YOUR OBJECTIVE →
A single number is the answer here: how many lines of the entries contain "Some"?

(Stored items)

■ ■ ■ ■

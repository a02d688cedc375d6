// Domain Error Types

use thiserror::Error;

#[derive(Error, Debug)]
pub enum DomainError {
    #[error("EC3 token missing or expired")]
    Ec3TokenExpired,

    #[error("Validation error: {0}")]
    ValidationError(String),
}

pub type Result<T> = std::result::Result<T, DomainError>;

■ ■ ■ ■

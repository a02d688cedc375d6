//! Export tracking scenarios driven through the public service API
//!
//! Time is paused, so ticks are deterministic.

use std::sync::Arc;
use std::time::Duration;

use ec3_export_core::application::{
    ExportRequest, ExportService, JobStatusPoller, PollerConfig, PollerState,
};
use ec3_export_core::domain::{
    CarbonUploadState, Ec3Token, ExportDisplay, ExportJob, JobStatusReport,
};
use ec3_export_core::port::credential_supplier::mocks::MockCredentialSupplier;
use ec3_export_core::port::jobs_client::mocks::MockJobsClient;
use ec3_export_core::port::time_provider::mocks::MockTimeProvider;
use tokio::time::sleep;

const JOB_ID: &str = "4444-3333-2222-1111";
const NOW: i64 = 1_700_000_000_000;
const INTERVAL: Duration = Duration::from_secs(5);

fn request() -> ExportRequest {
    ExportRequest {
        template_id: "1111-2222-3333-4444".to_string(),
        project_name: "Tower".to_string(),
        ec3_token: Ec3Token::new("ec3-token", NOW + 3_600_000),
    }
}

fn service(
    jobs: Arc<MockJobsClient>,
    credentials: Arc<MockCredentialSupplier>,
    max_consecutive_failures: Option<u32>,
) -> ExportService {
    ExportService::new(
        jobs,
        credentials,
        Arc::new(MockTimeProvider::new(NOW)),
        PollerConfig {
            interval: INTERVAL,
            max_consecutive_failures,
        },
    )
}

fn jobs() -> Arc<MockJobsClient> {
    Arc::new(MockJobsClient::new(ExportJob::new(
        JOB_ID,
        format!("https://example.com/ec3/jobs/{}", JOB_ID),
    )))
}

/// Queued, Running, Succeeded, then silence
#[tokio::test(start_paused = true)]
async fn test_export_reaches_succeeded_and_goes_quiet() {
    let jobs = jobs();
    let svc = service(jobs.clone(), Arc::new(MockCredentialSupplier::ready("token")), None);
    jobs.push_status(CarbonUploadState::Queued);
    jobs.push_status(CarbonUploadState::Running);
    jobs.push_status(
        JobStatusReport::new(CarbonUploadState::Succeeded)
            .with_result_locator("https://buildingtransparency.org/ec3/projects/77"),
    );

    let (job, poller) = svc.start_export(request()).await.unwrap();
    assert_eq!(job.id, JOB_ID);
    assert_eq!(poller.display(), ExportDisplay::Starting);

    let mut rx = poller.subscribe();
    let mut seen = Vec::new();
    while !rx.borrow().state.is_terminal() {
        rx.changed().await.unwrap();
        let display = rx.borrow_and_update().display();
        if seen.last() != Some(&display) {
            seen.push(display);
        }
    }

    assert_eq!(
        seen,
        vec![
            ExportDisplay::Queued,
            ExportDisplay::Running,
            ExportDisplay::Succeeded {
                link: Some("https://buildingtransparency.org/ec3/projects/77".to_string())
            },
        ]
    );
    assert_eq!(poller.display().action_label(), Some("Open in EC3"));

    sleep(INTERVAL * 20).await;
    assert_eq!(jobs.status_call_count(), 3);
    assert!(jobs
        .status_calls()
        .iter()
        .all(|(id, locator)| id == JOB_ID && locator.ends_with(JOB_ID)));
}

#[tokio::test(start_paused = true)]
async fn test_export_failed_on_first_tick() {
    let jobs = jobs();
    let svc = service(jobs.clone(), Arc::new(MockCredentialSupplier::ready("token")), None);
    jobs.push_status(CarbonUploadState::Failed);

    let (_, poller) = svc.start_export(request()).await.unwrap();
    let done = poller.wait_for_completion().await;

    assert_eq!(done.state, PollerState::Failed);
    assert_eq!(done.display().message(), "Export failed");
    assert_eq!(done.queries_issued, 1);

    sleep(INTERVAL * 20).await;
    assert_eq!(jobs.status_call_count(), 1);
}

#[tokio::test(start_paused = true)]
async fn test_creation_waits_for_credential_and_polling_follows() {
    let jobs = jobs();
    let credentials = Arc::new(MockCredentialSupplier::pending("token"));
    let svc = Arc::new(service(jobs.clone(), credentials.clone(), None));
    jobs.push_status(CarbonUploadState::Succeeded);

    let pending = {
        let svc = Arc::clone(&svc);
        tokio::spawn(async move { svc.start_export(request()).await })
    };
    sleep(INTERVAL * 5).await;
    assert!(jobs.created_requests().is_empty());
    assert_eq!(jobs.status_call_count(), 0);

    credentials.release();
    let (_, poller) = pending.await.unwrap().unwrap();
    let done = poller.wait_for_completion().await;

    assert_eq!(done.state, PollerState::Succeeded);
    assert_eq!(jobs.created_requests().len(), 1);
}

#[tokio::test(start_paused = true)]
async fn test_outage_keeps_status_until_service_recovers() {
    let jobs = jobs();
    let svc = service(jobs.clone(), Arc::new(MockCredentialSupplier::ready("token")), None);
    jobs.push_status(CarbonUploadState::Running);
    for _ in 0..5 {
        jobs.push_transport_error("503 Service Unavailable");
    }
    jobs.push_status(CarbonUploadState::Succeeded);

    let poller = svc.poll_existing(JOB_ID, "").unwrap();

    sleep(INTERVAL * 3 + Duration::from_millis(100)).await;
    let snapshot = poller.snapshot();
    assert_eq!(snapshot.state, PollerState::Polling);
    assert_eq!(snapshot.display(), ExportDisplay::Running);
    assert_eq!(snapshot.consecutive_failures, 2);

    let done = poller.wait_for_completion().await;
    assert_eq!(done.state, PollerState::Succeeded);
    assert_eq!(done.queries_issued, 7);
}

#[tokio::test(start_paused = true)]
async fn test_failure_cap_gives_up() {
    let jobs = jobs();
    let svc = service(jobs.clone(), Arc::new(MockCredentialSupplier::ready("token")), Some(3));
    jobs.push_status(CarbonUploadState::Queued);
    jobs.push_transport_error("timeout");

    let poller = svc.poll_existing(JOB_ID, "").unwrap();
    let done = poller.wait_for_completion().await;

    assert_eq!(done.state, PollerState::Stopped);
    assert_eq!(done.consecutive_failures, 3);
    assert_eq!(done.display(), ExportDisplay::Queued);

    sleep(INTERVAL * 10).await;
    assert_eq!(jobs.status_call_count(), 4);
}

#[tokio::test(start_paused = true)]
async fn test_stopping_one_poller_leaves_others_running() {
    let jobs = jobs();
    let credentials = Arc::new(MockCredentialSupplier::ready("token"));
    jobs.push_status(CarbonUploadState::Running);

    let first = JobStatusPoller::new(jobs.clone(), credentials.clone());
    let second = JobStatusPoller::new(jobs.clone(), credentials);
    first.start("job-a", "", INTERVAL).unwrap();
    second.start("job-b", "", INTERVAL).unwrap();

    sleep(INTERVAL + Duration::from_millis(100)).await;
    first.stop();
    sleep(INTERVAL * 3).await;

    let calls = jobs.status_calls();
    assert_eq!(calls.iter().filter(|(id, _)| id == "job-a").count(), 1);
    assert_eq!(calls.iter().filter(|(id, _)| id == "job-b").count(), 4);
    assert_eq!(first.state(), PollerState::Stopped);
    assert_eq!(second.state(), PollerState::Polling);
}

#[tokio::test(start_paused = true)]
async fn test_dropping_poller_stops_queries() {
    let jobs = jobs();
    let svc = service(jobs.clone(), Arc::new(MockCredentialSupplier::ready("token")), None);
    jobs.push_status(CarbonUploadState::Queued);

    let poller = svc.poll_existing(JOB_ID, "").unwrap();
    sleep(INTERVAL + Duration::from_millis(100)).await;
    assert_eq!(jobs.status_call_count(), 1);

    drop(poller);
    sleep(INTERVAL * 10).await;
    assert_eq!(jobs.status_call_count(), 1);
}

■ ■ ■ ■

SOLUTION →
4